__The problem__:
In the data below, which lines hold "outside"? Copy every one.

[Start of section]

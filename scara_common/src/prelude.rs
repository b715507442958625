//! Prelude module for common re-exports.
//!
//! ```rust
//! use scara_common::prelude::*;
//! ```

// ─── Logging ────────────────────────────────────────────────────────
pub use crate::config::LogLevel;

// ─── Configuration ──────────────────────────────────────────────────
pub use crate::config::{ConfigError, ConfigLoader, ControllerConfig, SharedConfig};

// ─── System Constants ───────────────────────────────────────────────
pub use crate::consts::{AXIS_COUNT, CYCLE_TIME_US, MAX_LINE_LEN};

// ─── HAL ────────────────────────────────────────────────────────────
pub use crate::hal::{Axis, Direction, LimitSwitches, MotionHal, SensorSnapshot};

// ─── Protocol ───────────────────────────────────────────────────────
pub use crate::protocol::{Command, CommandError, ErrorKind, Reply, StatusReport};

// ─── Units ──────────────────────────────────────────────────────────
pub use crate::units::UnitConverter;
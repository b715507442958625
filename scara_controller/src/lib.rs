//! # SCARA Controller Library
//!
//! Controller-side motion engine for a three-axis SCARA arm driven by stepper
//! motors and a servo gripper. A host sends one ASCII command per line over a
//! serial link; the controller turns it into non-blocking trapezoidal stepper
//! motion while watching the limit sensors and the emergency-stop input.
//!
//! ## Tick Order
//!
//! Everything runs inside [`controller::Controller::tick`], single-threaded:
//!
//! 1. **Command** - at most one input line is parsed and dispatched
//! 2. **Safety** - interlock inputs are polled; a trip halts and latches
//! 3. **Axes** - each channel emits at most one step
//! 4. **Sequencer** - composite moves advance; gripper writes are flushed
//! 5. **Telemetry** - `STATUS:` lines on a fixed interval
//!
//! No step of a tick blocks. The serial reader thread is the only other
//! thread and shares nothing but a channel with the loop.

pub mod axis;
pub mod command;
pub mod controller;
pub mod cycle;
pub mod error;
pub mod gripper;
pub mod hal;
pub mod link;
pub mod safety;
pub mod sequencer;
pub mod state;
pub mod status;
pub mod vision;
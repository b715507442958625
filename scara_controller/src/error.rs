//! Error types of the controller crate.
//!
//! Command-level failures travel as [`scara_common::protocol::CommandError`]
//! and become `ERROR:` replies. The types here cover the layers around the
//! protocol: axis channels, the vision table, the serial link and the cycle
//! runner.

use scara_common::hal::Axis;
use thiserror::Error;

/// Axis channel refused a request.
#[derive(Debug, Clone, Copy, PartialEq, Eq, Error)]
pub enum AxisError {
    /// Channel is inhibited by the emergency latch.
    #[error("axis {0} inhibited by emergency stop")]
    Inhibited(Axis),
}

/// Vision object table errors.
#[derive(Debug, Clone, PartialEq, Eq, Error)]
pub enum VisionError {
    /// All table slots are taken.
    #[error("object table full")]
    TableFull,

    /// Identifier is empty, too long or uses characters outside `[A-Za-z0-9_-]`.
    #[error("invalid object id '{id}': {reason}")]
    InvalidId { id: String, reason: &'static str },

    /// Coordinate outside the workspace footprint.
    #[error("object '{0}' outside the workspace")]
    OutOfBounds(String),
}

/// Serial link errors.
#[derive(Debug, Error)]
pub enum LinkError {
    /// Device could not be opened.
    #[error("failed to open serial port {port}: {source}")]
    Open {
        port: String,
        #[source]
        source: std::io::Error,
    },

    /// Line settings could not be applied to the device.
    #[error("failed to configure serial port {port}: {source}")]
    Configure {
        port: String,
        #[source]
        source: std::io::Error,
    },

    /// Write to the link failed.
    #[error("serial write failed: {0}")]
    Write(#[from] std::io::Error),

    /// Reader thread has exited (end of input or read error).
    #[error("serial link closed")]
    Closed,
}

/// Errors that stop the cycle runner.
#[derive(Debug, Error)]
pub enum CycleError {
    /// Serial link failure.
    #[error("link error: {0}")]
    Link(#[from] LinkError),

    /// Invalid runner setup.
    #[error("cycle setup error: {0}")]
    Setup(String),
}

[End of section]

__Solution for this exercise__:
    /// Identifier is empty, too long or uses characters outside `[A-Za-z0-9_-]`.
    /// Coordinate outside the workspace footprint.
    #[error("object '{0}' outside the workspace")]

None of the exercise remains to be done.